◆ **Problem statement**: Examine the records and identify each line that includes the string "filter". Copy those lines.

(Dataset entries)

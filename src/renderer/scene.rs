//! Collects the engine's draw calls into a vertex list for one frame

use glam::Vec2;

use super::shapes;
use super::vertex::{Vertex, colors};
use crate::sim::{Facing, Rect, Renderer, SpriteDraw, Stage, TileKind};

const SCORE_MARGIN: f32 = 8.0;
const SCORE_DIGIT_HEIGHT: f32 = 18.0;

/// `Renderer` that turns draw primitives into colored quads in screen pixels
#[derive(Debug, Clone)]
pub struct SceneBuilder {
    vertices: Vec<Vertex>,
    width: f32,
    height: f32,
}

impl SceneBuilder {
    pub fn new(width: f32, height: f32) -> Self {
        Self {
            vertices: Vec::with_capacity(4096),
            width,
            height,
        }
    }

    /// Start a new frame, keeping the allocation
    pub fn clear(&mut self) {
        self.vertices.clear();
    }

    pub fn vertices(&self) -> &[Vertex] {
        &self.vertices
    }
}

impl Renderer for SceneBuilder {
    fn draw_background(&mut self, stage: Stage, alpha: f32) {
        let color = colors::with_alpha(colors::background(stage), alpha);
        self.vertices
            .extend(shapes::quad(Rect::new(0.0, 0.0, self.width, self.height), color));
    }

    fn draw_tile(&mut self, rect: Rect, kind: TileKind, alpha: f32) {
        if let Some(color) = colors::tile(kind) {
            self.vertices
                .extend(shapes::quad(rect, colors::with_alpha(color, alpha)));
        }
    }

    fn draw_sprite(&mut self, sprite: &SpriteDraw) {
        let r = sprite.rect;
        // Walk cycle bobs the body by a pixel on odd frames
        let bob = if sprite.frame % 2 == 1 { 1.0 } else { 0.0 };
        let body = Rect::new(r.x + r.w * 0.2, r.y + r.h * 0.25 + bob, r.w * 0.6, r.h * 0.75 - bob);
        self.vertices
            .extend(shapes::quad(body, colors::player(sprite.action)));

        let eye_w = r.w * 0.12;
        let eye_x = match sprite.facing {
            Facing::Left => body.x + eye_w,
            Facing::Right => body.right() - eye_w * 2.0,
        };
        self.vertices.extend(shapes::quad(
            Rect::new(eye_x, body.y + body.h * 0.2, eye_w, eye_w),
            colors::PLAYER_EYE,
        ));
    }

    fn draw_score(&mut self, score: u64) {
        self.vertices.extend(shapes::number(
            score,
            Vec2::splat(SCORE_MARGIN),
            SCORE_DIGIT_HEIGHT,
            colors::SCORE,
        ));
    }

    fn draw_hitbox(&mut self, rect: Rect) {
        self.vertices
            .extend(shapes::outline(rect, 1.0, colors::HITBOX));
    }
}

* * *

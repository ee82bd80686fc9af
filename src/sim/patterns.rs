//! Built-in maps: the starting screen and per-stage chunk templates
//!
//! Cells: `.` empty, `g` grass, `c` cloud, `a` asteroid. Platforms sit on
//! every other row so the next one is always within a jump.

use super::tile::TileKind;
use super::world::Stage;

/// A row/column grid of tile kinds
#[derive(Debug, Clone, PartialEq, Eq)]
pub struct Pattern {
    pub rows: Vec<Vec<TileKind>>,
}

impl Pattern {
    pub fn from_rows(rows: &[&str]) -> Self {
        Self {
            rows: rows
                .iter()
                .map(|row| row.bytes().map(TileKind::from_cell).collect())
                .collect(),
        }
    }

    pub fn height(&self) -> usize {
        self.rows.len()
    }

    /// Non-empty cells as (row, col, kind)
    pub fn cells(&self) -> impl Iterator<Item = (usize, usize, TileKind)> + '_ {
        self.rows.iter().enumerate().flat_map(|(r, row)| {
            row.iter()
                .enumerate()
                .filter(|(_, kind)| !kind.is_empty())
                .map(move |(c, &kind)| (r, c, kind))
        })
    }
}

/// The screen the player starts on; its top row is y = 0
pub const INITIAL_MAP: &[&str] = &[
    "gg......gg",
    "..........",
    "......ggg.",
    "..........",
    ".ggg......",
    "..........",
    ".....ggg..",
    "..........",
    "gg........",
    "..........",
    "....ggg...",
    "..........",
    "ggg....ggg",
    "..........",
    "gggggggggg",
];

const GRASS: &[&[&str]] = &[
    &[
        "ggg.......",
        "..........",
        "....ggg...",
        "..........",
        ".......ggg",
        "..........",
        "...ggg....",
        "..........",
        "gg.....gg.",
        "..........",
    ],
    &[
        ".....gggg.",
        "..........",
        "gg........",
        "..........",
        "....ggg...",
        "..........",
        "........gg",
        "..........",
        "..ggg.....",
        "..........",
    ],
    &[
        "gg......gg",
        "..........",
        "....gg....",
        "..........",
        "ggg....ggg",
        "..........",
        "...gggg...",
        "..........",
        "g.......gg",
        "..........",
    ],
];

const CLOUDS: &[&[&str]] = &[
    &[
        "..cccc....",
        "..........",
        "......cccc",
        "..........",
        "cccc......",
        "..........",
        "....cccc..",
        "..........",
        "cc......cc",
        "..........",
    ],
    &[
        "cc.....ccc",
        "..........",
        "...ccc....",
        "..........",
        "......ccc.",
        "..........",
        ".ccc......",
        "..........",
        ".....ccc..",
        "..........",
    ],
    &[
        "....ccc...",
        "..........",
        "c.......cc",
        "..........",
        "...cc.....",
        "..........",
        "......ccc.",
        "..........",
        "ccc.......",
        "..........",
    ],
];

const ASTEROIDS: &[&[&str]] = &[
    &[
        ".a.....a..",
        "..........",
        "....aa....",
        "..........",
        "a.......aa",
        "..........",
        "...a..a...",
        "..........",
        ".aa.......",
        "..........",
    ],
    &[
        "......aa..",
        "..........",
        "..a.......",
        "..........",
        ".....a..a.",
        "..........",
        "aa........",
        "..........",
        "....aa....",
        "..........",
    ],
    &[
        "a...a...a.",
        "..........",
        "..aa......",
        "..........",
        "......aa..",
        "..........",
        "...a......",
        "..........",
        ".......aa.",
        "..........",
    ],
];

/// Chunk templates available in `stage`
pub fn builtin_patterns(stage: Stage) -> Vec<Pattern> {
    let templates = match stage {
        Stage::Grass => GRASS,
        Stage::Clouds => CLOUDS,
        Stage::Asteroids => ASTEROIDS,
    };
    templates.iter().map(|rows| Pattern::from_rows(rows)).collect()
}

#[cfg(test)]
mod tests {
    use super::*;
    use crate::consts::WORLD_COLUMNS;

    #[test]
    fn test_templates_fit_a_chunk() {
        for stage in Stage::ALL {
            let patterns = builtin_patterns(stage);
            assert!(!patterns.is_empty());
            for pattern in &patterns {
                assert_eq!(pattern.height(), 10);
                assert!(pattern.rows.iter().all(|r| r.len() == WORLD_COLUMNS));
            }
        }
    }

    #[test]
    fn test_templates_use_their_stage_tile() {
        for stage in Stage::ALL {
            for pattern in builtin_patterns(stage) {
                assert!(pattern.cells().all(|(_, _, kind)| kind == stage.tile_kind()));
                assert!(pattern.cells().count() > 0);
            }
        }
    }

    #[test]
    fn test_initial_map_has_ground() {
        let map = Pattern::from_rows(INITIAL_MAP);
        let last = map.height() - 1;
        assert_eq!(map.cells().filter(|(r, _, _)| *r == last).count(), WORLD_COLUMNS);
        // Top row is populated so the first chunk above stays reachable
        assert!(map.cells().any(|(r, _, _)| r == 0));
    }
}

---

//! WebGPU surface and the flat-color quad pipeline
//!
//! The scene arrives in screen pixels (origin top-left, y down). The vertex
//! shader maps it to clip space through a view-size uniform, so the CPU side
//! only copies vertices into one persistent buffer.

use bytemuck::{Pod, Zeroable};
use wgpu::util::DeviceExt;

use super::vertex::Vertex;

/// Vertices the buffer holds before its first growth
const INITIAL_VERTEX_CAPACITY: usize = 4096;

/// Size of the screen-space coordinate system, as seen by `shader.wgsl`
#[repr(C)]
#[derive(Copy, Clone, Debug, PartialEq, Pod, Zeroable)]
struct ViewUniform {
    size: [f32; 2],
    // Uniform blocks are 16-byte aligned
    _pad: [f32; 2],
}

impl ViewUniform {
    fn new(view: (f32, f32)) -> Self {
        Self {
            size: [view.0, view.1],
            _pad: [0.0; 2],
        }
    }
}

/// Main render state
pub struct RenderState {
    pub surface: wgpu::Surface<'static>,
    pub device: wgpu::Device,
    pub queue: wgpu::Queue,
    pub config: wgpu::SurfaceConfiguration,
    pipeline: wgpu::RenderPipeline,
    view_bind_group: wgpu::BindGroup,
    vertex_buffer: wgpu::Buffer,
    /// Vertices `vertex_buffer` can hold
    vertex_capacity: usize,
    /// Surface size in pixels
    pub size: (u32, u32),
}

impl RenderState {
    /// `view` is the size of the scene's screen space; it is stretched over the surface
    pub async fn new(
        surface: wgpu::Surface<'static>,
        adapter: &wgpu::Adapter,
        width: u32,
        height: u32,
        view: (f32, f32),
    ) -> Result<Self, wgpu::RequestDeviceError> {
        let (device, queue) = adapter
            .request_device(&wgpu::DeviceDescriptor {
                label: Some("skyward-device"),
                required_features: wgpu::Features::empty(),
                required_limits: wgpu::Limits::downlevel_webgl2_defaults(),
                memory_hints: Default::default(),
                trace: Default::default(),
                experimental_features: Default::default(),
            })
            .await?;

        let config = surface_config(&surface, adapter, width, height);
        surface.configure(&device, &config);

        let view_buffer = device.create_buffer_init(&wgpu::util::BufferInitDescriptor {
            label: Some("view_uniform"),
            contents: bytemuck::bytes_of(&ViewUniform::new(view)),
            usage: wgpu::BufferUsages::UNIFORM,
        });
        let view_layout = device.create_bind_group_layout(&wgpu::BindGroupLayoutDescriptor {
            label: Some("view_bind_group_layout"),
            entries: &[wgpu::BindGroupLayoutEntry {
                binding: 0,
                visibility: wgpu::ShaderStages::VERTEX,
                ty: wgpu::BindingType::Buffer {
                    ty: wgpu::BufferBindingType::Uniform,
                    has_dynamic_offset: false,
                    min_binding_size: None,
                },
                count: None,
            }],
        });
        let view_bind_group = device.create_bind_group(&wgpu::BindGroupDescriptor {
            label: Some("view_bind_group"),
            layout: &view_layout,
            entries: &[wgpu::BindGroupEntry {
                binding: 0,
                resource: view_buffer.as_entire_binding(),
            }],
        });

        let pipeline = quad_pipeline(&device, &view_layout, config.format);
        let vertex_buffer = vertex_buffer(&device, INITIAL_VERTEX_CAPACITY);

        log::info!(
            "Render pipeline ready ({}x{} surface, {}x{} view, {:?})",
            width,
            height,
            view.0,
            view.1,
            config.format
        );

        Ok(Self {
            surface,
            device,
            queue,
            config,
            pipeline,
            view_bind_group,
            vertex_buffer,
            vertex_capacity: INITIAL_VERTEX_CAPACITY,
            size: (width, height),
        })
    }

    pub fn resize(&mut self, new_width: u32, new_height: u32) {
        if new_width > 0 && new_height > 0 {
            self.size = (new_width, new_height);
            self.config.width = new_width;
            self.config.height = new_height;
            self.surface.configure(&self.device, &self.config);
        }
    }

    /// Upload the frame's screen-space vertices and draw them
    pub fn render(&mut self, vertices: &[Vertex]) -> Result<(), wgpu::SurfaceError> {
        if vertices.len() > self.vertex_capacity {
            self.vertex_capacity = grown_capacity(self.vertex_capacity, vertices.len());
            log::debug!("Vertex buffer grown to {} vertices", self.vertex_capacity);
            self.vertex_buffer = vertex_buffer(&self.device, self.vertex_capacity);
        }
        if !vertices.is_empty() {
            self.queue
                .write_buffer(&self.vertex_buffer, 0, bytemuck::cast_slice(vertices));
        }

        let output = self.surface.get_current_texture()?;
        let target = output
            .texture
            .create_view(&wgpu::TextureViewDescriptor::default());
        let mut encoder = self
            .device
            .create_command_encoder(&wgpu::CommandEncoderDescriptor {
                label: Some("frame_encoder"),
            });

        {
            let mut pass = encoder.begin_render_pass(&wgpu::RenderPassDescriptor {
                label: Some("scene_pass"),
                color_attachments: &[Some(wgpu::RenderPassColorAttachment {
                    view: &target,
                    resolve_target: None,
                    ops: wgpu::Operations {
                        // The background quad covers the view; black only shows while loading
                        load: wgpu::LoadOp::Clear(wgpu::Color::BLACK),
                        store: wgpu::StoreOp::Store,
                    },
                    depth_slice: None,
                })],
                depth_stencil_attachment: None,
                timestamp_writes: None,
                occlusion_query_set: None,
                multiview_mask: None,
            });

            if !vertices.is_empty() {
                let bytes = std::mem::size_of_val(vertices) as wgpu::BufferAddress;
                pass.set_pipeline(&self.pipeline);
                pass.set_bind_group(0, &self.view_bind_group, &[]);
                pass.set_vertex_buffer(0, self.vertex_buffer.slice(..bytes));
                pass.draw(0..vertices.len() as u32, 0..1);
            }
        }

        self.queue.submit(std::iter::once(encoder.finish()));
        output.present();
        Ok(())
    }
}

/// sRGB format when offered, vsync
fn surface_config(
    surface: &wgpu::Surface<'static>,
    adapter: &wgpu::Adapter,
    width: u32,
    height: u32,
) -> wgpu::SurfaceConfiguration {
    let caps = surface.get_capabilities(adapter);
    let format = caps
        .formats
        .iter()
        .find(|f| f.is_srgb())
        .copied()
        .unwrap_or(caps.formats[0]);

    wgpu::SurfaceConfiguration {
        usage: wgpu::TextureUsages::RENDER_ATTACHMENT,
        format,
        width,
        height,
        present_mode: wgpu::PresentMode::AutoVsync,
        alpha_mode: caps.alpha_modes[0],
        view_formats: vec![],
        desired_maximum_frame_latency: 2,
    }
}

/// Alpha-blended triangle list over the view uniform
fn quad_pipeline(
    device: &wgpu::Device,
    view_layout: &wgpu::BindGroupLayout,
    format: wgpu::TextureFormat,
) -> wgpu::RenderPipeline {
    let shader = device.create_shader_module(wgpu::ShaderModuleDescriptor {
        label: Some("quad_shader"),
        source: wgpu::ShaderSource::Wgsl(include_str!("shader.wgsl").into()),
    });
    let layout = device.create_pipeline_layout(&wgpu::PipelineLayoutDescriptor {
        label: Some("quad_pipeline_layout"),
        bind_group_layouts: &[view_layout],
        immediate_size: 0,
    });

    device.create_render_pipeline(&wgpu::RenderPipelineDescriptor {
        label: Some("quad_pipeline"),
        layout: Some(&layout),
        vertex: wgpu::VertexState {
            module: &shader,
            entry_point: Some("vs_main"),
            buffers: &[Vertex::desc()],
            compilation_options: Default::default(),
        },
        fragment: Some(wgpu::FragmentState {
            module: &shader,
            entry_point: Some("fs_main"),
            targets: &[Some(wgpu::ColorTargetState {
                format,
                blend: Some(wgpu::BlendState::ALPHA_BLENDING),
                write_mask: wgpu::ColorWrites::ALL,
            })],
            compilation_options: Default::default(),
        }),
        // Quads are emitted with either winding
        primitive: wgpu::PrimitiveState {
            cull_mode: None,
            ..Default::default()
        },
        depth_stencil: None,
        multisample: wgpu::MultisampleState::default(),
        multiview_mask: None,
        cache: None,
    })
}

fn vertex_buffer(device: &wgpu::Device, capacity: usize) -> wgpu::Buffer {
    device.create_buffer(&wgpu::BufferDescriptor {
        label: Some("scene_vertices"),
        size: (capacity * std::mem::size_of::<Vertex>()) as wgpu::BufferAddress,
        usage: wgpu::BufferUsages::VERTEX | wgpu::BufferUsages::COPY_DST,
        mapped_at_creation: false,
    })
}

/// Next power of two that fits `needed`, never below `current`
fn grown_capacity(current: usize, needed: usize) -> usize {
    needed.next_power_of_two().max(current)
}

◆ **Reply to the exercise**:
                .filter(|(_, kind)| !kind.is_empty())
        assert_eq!(map.cells().filter(|(r, _, _)| *r == last).count(), WORLD_COLUMNS);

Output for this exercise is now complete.